Deficiencies of complement proteins are generally associated with a high susceptibility of developing systemic infections. The complement system seems to be most important in protecting against encapsulated bacteria. Well known are the infections not only by Neisseria species related to deficiencies in the terminal complement pathway,13 but also by S aureus infections with deficiencies in the classical complement pathway.13 14 Furthermore, mice with depleted complement proteins using cobra venom factor show a significantly greater S aureus septicemia-related mortality compared with controls.15 It is therefore plausible to suggest that in our patient, who was severely deficient in classical and alternative complement pathways secondary to her SLE nephritis, the secondary complement deficiency has contributed to the development of the S aureus bacteraemia and osteomyelitis.
Learning points.
Bacteraemia may complicate systemic lupus erythematosus (SLE), and as such all patients with fever warrant blood culture analysis.
Secondary complement deficiency can occur in SLE nephritis due to increased consumption of components.

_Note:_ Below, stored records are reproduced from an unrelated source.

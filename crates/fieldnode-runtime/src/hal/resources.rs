use std::cell::RefCell;
use std::rc::Rc;

use tracing::debug;

use crate::error::{Error, ErrorKind, Result};

/// Number of hardware PWM channels.
pub const PWM_CHANNELS: u8 = 16;
/// Number of hardware I²C buses.
pub const I2C_BUSES: u8 = 2;

/// Bookkeeping of the singleton hardware resources.
///
/// A resource is handed out as a lease which gives it back when dropped, so
/// a resource is free again as soon as the peripheral using it is destroyed.
#[derive(Debug, Default)]
pub struct ResourcePool {
    pwm_channels: u16,
    i2c_buses: u8,
}

impl ResourcePool {
    /// Creates a [`ResourcePool`] with every resource free.
    #[must_use]
    pub const fn new() -> Self {
        Self {
            pwm_channels: 0,
            i2c_buses: 0,
        }
    }

    /// Returns the number of PWM channels currently taken.
    #[must_use]
    pub const fn pwm_channels_taken(&self) -> u32 {
        self.pwm_channels.count_ones()
    }

    /// Returns the number of I²C buses currently taken.
    #[must_use]
    pub const fn i2c_buses_taken(&self) -> u32 {
        self.i2c_buses.count_ones()
    }

    pub(super) fn take_pwm_channel(pool: &Rc<RefCell<Self>>) -> Result<PwmChannel> {
        let mut resources = pool.borrow_mut();
        let channel = (0..PWM_CHANNELS)
            .find(|channel| resources.pwm_channels & (1 << channel) == 0)
            .ok_or_else(|| {
                Error::new(
                    ErrorKind::Construction,
                    "No remaining PWM channels available",
                )
            })?;
        resources.pwm_channels |= 1 << channel;
        debug!("Took PWM channel {channel}");

        Ok(PwmChannel {
            pool: Rc::clone(pool),
            channel,
        })
    }

    pub(super) fn take_i2c_bus(pool: &Rc<RefCell<Self>>) -> Result<I2cBusLease> {
        let mut resources = pool.borrow_mut();
        let bus = (0..I2C_BUSES)
            .find(|bus| resources.i2c_buses & (1 << bus) == 0)
            .ok_or_else(|| Error::new(ErrorKind::Construction, "Both I2C buses already taken"))?;
        resources.i2c_buses |= 1 << bus;
        debug!("Took I2C bus {bus}");

        Ok(I2cBusLease {
            pool: Rc::clone(pool),
            bus,
        })
    }
}

/// A leased PWM channel, released on drop.
#[derive(Debug)]
pub struct PwmChannel {
    pool: Rc<RefCell<ResourcePool>>,
    channel: u8,
}

impl PwmChannel {
    /// Returns the channel number.
    #[must_use]
    pub const fn channel(&self) -> u8 {
        self.channel
    }
}

impl Drop for PwmChannel {
    fn drop(&mut self) {
        self.pool.borrow_mut().pwm_channels &= !(1 << self.channel);
        debug!("Released PWM channel {}", self.channel);
    }
}

/// A leased I²C bus, released on drop.
#[derive(Debug)]
pub struct I2cBusLease {
    pool: Rc<RefCell<ResourcePool>>,
    bus: u8,
}

impl I2cBusLease {
    /// Returns the bus number.
    #[must_use]
    pub const fn bus(&self) -> u8 {
        self.bus
    }
}

impl Drop for I2cBusLease {
    fn drop(&mut self) {
        self.pool.borrow_mut().i2c_buses &= !(1 << self.bus);
        debug!("Released I2C bus {}", self.bus);
    }
}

Secondary complement deficiency may contribute to the development of Staphylococcus aureus bacteraemia and osteomyelitis.
Footnotes
Contributors: JPH drafted and revised the manuscript. PCEHM, RGMB and RtC participated in designing the manuscript and coordination, and critically revised the manuscript. All authors were involved in patient care; and read and approved the final version of the manuscript.
Competing interests: None.
Patient consent: Obtained.
Provenance and peer review: Not commissioned; externally peer reviewed.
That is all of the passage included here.